29 CFR § 4.168 - Wage payments - deductions from wages paid.
(a) The wage requirements of the Act will not be met where unauthorized deductions, rebates, or refunds reduce the wage payment made to the employee below the minimum amounts required under the provisions of the Act and the regulations thereunder, or where the employee fails to receive such amounts free and clear because he “kicks back” directly or indirectly to the employer or to another person for the employer's benefit the whole or part of the wage delivered to him. Authorized deductions are limited to those required by law, such as taxes payable by employees required to be withheld by the employer and amounts due employees which the employer is required by court order to pay to another; deductions allowable for the reasonable cost or fair value of board, lodging, and facilities furnished as set forth in § 4.167; and deductions of amounts which are authorized to be paid to third persons for the employee's account and benefit pursuant to his voluntary assignment or order or a collective bargaining agreement with bona fide representatives of employees which is applicable to the employer. Deductions for amounts paid to third persons on the employee's account which are not so authorized or are contrary to law or from which the contractor, subcontractor or any affiliated person derives any payment, rebate, commission, profit, or benefit directly or indirectly, may not be made if they cut into the wage required to be paid under the Act. The principles applied in determining the permissibility of deductions for payments made to third persons are explained in more detail in §§ 531.38-531.40 of this title.
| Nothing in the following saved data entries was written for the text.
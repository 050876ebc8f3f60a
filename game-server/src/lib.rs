use std::sync::Arc;
use tokio::sync::mpsc::UnboundedSender;
use warp::Filter;

pub mod config;
pub mod engine;
pub mod scheduler;
pub mod websocket;

use engine::Command;
use websocket::RoomHub;

pub fn create_routes(
    hub: Arc<RoomHub>,
    engine_tx: UnboundedSender<Command>,
) -> impl Filter<Extract = impl warp::Reply, Error = warp::Rejection> + Clone {
    let hub_filter = warp::any().map({
        let hub = hub.clone();
        move || hub.clone()
    });

    let engine_filter = warp::any().map({
        let engine_tx = engine_tx.clone();
        move || engine_tx.clone()
    });

    // WebSocket endpoint
    let websocket = warp::path("ws")
        .and(warp::ws())
        .and(hub_filter)
        .and(engine_filter)
        .map(|ws: warp::ws::Ws, hub, engine_tx| {
            ws.on_upgrade(move |socket| websocket::handle_connection(socket, hub, engine_tx))
        });

    // Health check endpoint
    let health = warp::path("health")
        .and(warp::get())
        .map(|| warp::reply::with_status("OK", warp::http::StatusCode::OK));

    // CORS configuration
    let cors = warp::cors()
        .allow_any_origin()
        .allow_headers(vec!["content-type"])
        .allow_methods(vec!["GET", "POST"]);

    websocket
        .or(health)
        .with(cors)
        .with(warp::log("sketch_arena"))
}
use serde::{Deserialize, Serialize};
use ts_rs::TS;

#[derive(Debug, Clone, Copy, PartialEq, Serialize, Deserialize, TS)]
#[ts(export)]
pub struct Point {
    pub x: f64,
    pub y: f64,
}

#[derive(Debug, Clone, PartialEq, Serialize, Deserialize, TS)]
#[ts(export)]
pub struct Stroke {
    pub line_width: u32,
    pub color: String,
}

impl Default for Stroke {
    fn default() -> Self {
        Self {
            line_width: 8,
            color: "#000000".to_string(),
        }
    }
}

/// One drawn segment. Lines are append-only for the lifetime of a turn.
#[derive(Debug, Clone, PartialEq, Serialize, Deserialize, TS)]
#[ts(export)]
pub struct Line {
    pub from: Point,
    pub to: Point,
    pub stroke: Stroke,
}
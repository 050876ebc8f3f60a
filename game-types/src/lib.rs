pub mod canvas;
pub mod chat;
pub mod game;
pub mod messages;
pub mod player;

// Re-export all types
pub use canvas::*;
pub use chat::*;
pub use game::*;
pub use messages::*;
pub use player::*;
(b) Cost of maintaining and furnishing uniforms.
(1) If the employees are required to wear uniforms either by the employer, the nature of the job, or the Government contract, then the cost of furnishing and maintaining the uniforms is deemed to be a business expense of the employer and such cost may not be borne by the employees to the extent that to do so would reduce the employees' compensation below that required by the Act. Since it may be administratively difficult and burdensome for employers to determine the actual cost incurred by all employees for maintaining their own uniforms, payment in accordance with the following standards is considered sufficient for the contractor to satisfy its wage obligations under the Act:
(i) The contractor furnishes all employees with an adequate number of uniforms without cost to the employees or reimburses employees for the actual cost of the uniforms.
(ii) Where uniform cleaning and maintenance is made the responsibility of the employee, the contractor reimburses all employees for such cleaning and maintenance at the rate of $3.35 a week (or 67 cents a day). Since employees are generally required to wear a clean uniform each day regardless of the number of hours the employee may work that day, the preceding weekly amount generally may be reduced to the stated daily equivalent but not to an hourly equivalent. A contractor may reimburse employees at a different rate if the contractor furnishes affirmative proof as to the actual cost to the employees of maintaining their uniforms or if a different rate is provided for in a bona fide collective bargaining agreement covering the employees working on the contract.
(2) However, there generally is no requirement that employees be reimbursed for uniform maintenance costs in those instances where the uniforms furnished are made of “wash and wear” materials which may be routinely washed and dried with other personal garments, and do not generally require daily washing, dry cleaning, commercial laundering, or any other special treatment because of heavy soiling in work usage or in order to meet the cleanliness or appearance standards set by the terms of the Government contract, by the contractor, by law, or by the nature of the work. This limitation does not apply where a different provision has been set forth on the applicable wage determination. In the case of wage determinations issued under section 4(c) of the Act for successor contracts, the amount established by the parties to the predecessor collective bargaining agreement is deemed to be the cost of laundering wash and wear uniforms.
(c) Stipends, allowances or other payments made directly to an employee by a party other than the employer (such as a stipend for training paid by the Veterans Administration) are not part of “wages” and the employer may not claim credit for such payments toward its monetary obligations under the Act.